可憐な美少女、という言葉がぴったりな三橋先輩に「無視かよ!」とこの中で一番、身長の低い先輩が、非難の声をあげるものの、三橋先輩は、うふふ、と笑いながら、先輩の頭に片手をポン、と乗せる。
「かずくんは、このサイズだから良いのよ」
「おい。杏奈お前な…」
「このサイズだから、可愛いんじゃない」
語尾に音符がつきそうなくらいに上機嫌な表情で、グリグリと三橋先輩は、かず先輩の頭を撫で回している。
「ちょ、お前っ、まじでやめろ!?」
「もうちょっと!」
グリグリ。ぺたぺた。そんな効果音で、嫌がる先輩を触り続ける三橋先輩は、まるで小動物を愛でるかのようで、時々、んふふ、とか言いながら触り続けている。

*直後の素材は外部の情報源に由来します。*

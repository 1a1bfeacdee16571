// Copyright (c) 2025 Fabstir
// SPDX-License-Identifier: BUSL-1.1
//! Function binding runner: reads one event as JSON on stdin, writes one
//! result as JSON on stdout. Logs go to stderr.

use anyhow::{anyhow, Result};
use embeddings_proxy::{
    api::{handle_raw_event, AppState},
    config::ProxyConfig,
    version,
};
use tokio::io::{AsyncReadExt, AsyncWriteExt};
use tracing::debug;
use tracing_subscriber::EnvFilter;

#[tokio::main]
async fn main() -> Result<()> {
    let _ = dotenv::dotenv();

    tracing_subscriber::fmt()
        .with_env_filter(
            EnvFilter::try_from_default_env().unwrap_or_else(|_| EnvFilter::new("warn")),
        )
        .with_writer(std::io::stderr)
        .init();

    debug!("{} function invocation", version::get_version_string());

    let config = ProxyConfig::from_env()?;
    config.validate().map_err(|e| anyhow!(e))?;
    let state = AppState::from_config(&config)?;

    let mut raw = String::new();
    tokio::io::stdin().read_to_string(&mut raw).await?;

    let result = handle_raw_event(&state.embed_handler, &raw).await;

    let mut stdout = tokio::io::stdout();
    stdout
        .write_all(serde_json::to_string(&result)?.as_bytes())
        .await?;
    stdout.write_all(b"\n").await?;
    stdout.flush().await?;

    Ok(())
}
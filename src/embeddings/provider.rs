// Copyright (c) 2025 Fabstir
// SPDX-License-Identifier: BUSL-1.1
//! Embedding provider trait definition

use async_trait::async_trait;

use super::types::{Embedding, ProviderError};

/// Trait for upstream embedding providers
///
/// The request handler only talks to this trait, so provider specifics
/// (endpoint, model, auth header format) stay inside the implementation.
#[cfg_attr(test, mockall::automock)]
#[async_trait]
pub trait EmbeddingProvider: Send + Sync {
    /// Embed a single input string
    ///
    /// Implementations perform exactly one outbound call and never retry.
    /// The input is sent verbatim.
    async fn embed(&self, input: &str) -> Result<Embedding, ProviderError>;

    /// Provider identifier reported to clients (e.g., "openai")
    fn name(&self) -> &'static str;

    /// Human-readable provider name used in error messages (e.g., "OpenAI")
    fn display_name(&self) -> &'static str;

    /// Model identifier reported to clients
    fn model(&self) -> &'static str;
}
// Copyright (c) 2025 Fabstir
// SPDX-License-Identifier: BUSL-1.1
//! Configuration for the upstream OpenAI embeddings provider

use std::env;
use std::fmt;
use std::time::Duration;

pub const DEFAULT_OPENAI_BASE_URL: &str = "https://api.openai.com/v1";
pub const DEFAULT_UPSTREAM_TIMEOUT_SECS: u64 = 30;

/// Upstream provider settings
#[derive(Clone)]
pub struct OpenAiConfig {
    /// Bearer credential; `None` when `OPENAI_API_KEY` is unset or empty
    pub api_key: Option<String>,
    /// API base URL, without the `/embeddings` suffix
    pub base_url: String,
    /// Deadline for the single outbound call
    pub request_timeout: Duration,
}

impl OpenAiConfig {
    /// Load configuration from environment variables
    pub fn from_env() -> anyhow::Result<Self> {
        Ok(Self {
            api_key: env::var("OPENAI_API_KEY")
                .ok()
                .filter(|key| !key.is_empty()),
            base_url: env::var("OPENAI_BASE_URL")
                .ok()
                .filter(|url| !url.trim().is_empty())
                .unwrap_or_else(|| DEFAULT_OPENAI_BASE_URL.to_string()),
            request_timeout: Duration::from_secs(super::parse_env_value(
                "UPSTREAM_TIMEOUT_SECS",
                env::var("UPSTREAM_TIMEOUT_SECS").ok(),
                DEFAULT_UPSTREAM_TIMEOUT_SECS,
            )?),
        })
    }

    pub fn has_api_key(&self) -> bool {
        self.api_key.as_deref().is_some_and(|key| !key.is_empty())
    }

    /// Validate the configuration
    pub fn validate(&self) -> Result<(), String> {
        let url = url::Url::parse(&self.base_url)
            .map_err(|e| format!("Invalid OPENAI_BASE_URL '{}': {}", self.base_url, e))?;
        if url.scheme() != "http" && url.scheme() != "https" {
            return Err(format!(
                "OPENAI_BASE_URL must use http or https, got '{}'",
                url.scheme()
            ));
        }
        if self.request_timeout.is_zero() {
            return Err("Upstream timeout must be greater than 0".to_string());
        }
        Ok(())
    }
}

impl Default for OpenAiConfig {
    fn default() -> Self {
        Self {
            api_key: None,
            base_url: DEFAULT_OPENAI_BASE_URL.to_string(),
            request_timeout: Duration::from_secs(DEFAULT_UPSTREAM_TIMEOUT_SECS),
        }
    }
}

// The credential never reaches log output.
impl fmt::Debug for OpenAiConfig {
    fn fmt(&self, f: &mut fmt::Formatter<'_>) -> fmt::Result {
        f.debug_struct("OpenAiConfig")
            .field("api_key", &self.api_key.as_ref().map(|_| "[REDACTED]"))
            .field("base_url", &self.base_url)
            .field("request_timeout", &self.request_timeout)
            .finish()
    }
}
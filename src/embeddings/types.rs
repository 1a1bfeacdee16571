// Copyright (c) 2025 Fabstir
// SPDX-License-Identifier: BUSL-1.1
//! Core types for upstream embedding providers

use serde::{Deserialize, Serialize};
use serde_json::Value;
use thiserror::Error;

/// A single embedding vector returned by an upstream provider
#[derive(Debug, Clone, PartialEq, Serialize, Deserialize)]
pub struct Embedding {
    /// Vector components, in provider order and exactly as the provider
    /// sent them
    pub values: Vec<Value>,
}

impl Embedding {
    pub fn new(values: Vec<Value>) -> Self {
        Self { values }
    }

    /// Number of components in the vector
    pub fn dimensions(&self) -> usize {
        self.values.len()
    }
}

/// Errors that can occur while calling an upstream embedding provider
#[derive(Debug, Error)]
pub enum ProviderError {
    /// No credential configured for the provider
    #[error("Missing {env_var} env var for {provider} provider")]
    MissingApiKey {
        /// Display name of the provider (e.g., "OpenAI")
        provider: &'static str,
        /// Environment variable that holds the credential
        env_var: &'static str,
    },

    /// Provider answered with a non-success HTTP status
    #[error("{body}")]
    Upstream {
        /// HTTP status code returned by the provider
        status: u16,
        /// Raw response body text
        body: String,
    },

    /// Provider answered 2xx but the body did not carry a usable vector
    #[error("Invalid embedding response from {provider}")]
    InvalidResponse {
        /// Display name of the provider
        provider: &'static str,
        /// Which part of the response failed validation
        reason: String,
    },

    /// Network failure, timeout, or an undecodable body
    #[error("{0}")]
    Transport(String),
}

impl From<Vec<f64>> for Embedding {
    fn from(values: Vec<f64>) -> Self {
        Self::new(values.into_iter().map(Value::from).collect())
    }
}

impl ProviderError {
    pub fn transport(err: impl std::fmt::Display) -> Self {
        ProviderError::Transport(err.to_string())
    }
}
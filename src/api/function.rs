// Copyright (c) 2025 Fabstir
// SPDX-License-Identifier: BUSL-1.1

//! Single-invocation function binding
//!
//! A serverless platform hands over one request event and expects one result
//! back. The event body is usually already-parsed JSON; a string body is
//! treated as JSON text.

use std::collections::{BTreeMap, HashMap};

use axum::http::{Method, StatusCode};
use serde::{Deserialize, Serialize};
use serde_json::Value;

use super::embed::{EmbedHandler, EmbedReply, InboundRequest, Responder};
use super::ApiError;

/// One invocation of the function
#[derive(Debug, Clone, Serialize, Deserialize)]
pub struct FunctionEvent {
    /// Missing means empty, which the method check rejects with 405
    #[serde(default)]
    pub method: String,
    #[serde(default)]
    pub headers: HashMap<String, String>,
    #[serde(default)]
    pub body: Option<Value>,
}

impl FunctionEvent {
    pub fn post(body: Value) -> Self {
        Self {
            method: "POST".to_string(),
            headers: HashMap::new(),
            body: Some(body),
        }
    }
}

/// The reply for one invocation
#[derive(Debug, Clone, PartialEq, Serialize, Deserialize)]
#[serde(rename_all = "camelCase")]
pub struct FunctionResult {
    pub status_code: u16,
    pub headers: BTreeMap<String, String>,
    pub body: EmbedReply,
}

impl FunctionResult {
    pub fn new(status: StatusCode, body: EmbedReply) -> Self {
        let mut headers = BTreeMap::new();
        headers.insert("content-type".to_string(), "application/json".to_string());
        Self {
            status_code: status.as_u16(),
            headers,
            body,
        }
    }

    /// Result for an event that could not even be decoded
    pub fn from_error(error: &ApiError) -> Self {
        let status =
            StatusCode::from_u16(error.status_code()).unwrap_or(StatusCode::INTERNAL_SERVER_ERROR);
        Self::new(status, EmbedReply::Error(error.to_response()))
    }
}

struct FunctionRequest {
    method: Option<Method>,
    body: Option<Value>,
}

impl From<FunctionEvent> for FunctionRequest {
    fn from(event: FunctionEvent) -> Self {
        let method = Method::from_bytes(event.method.trim().to_ascii_uppercase().as_bytes()).ok();
        Self {
            method,
            body: event.body,
        }
    }
}

impl InboundRequest for FunctionRequest {
    fn method(&self) -> Option<&Method> {
        self.method.as_ref()
    }

    fn json_body(&self) -> Result<Option<Value>, ApiError> {
        match &self.body {
            None | Some(Value::Null) => Ok(None),
            Some(Value::String(text)) if text.trim().is_empty() => Ok(None),
            Some(Value::String(text)) => serde_json::from_str(text)
                .map(Some)
                .map_err(|e| ApiError::internal(e.to_string())),
            Some(value) => Ok(Some(value.clone())),
        }
    }
}

struct FunctionResponder;

impl Responder for FunctionResponder {
    type Output = FunctionResult;

    fn respond(self, status: StatusCode, body: EmbedReply) -> FunctionResult {
        FunctionResult::new(status, body)
    }
}

/// Handle one function invocation
pub async fn handle_event(handler: &EmbedHandler, event: FunctionEvent) -> FunctionResult {
    let request = FunctionRequest::from(event);
    handler.handle(&request, FunctionResponder).await
}

/// Decode a raw event and handle it
///
/// An undecodable event still yields a result (500) so the caller always
/// has exactly one reply to emit.
pub async fn handle_raw_event(handler: &EmbedHandler, raw: &str) -> FunctionResult {
    match serde_json::from_str::<FunctionEvent>(raw) {
        Ok(event) => handle_event(handler, event).await,
        Err(e) => FunctionResult::from_error(&ApiError::internal(e.to_string())),
    }
}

かず先輩もかず先輩で、耳を赤くさせながらも、振りほどくような素振りも見せない。
その様子を見る度に、肺の中が重苦しくなる気がするし、ざわついた気持ちになるし。けれど、そんなのは、私だけなのだ、と先輩を見ていると無理矢理にでも自覚をさせられ、私は先輩が気がつく前に、その場を離れる。